There appears to be an attempt in the mainstream media to put the referendum proposal at the centre of the debate. This is not good for the left because it is the kind of question which can be buried in a promise to set up a commission to investigate the many referendums that might improve democracy. “Bring the wealth tax back now” and “More money on wages and pensions” are better demands to prioritise, since they are harder to wriggle out of.

One reason the referendum demand is popular among Yellow Vests is because it appears to be “neither left wing nor right wing” and so can allow people to avoid the more difficult political questions. It is far from clear that this demand will remain central, though Macron’s ministers are making noises that they would be open to discussion about it. Other proposals abound. Some have suggested setting up a Yellow Vest slate to stand in the European elections next May.

The future for Macron

News magazines are headlining: “Is Macron finished”? His popularity ratings are around 23 percent, down from 50 percent at the beginning of the year despite his comfortable majority in parliament. Worried right wing commentators are saying that his position is so weak that he may not be able to push through the vicious attack on retirement pensions he was planning. Meanwhile, his jerry-built party is multiplying blunders. Its leader explained this week that the problem was that the party had been too subtle and too intelligent!

The ruling class has been making extreme efforts to support Macron because previous neoliberals Sarkozy (from the right) and Hollande (from the left) didn’t weaken workers’ positions half as much as the capitalists wanted, and Macron, they often felt, was their last card. But, though several huge gifts for the rich are going through parliament Macron’s popularity has fallen below 30 percent even among business owners.
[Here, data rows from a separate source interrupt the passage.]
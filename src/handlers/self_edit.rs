//! Outgoing self-edit.
//!
//! Text we send from any of our devices is edited shortly afterwards to
//! carry the configured header and footer. The edit is queued on the task
//! pool once the delay has passed, so neither the pipeline nor a worker
//! waits for it.

use std::sync::Arc;
use std::time::Duration;

use async_trait::async_trait;
use tracing::{debug, info, warn};

use crate::config::WrapTemplate;
use crate::message::{Message, MessageKind};
use crate::pipeline::{Flow, SequentialHandler, TaskPool};
use crate::protocol::{OutgoingPayload, Payload, Transport};

pub struct SelfEditHandler {
    transport: Arc<dyn Transport>,
    template: WrapTemplate,
    delay: Duration,
    tasks: TaskPool,
}

impl SelfEditHandler {
    pub fn new(
        transport: Arc<dyn Transport>,
        template: WrapTemplate,
        delay: Duration,
        tasks: TaskPool,
    ) -> Self {
        Self {
            transport,
            template,
            delay,
            tasks,
        }
    }
}

/// Replacement payload in the same shape as the original, so quote and
/// mention context survive the edit.
fn edited_payload(original: &Payload, text: String) -> OutgoingPayload {
    match &original.extended_text {
        Some(ext) if original.conversation.as_deref().is_none_or(str::is_empty) => {
            OutgoingPayload::ExtendedText {
                text,
                context_info: ext.context_info.clone(),
            }
        }
        _ => OutgoingPayload::Conversation { text },
    }
}

#[async_trait]
impl SequentialHandler for SelfEditHandler {
    fn name(&self) -> &'static str {
        "self_edit"
    }

    async fn handle(&self, msg: &Arc<Message>) -> Flow {
        if !msg.is_outgoing() || msg.kind != MessageKind::Text {
            return Flow::Continue;
        }

        // Our own edit comes back as an outgoing text too
        if self.template.is_wrapped(&msg.content) {
            debug!(message_id = %msg.id, "Already wrapped");
            return Flow::Continue;
        }

        let payload = edited_payload(&msg.raw.message, self.template.wrap(&msg.content));
        let transport = Arc::clone(&self.transport);
        let chat = msg.recipient.clone();
        let message_id = msg.id.clone();
        let delay = self.delay;

        self.tasks.submit_after("self_edit", delay, async move {
            match transport.edit(&chat, &message_id, payload).await {
                Ok(_) => info!(message_id = %message_id, chat = %chat, "Outgoing message wrapped"),
                Err(e) => warn!(message_id = %message_id, chat = %chat, "Failed to edit outgoing message: {}", e),
            }
        });

        Flow::Continue
    }
}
No one can say how far the Yellow Vest movement will go in the coming weeks, but we could be in for many more surprises. Poverty among workers is now at the centre of public debate. And tens of thousands of previously unmobilised working class people have discovered radical collective action; this is a step forward.


John Mullen is a member of the anti-capitalist network Ensemble, in the Paris area, and a supporter of the France Insoumise.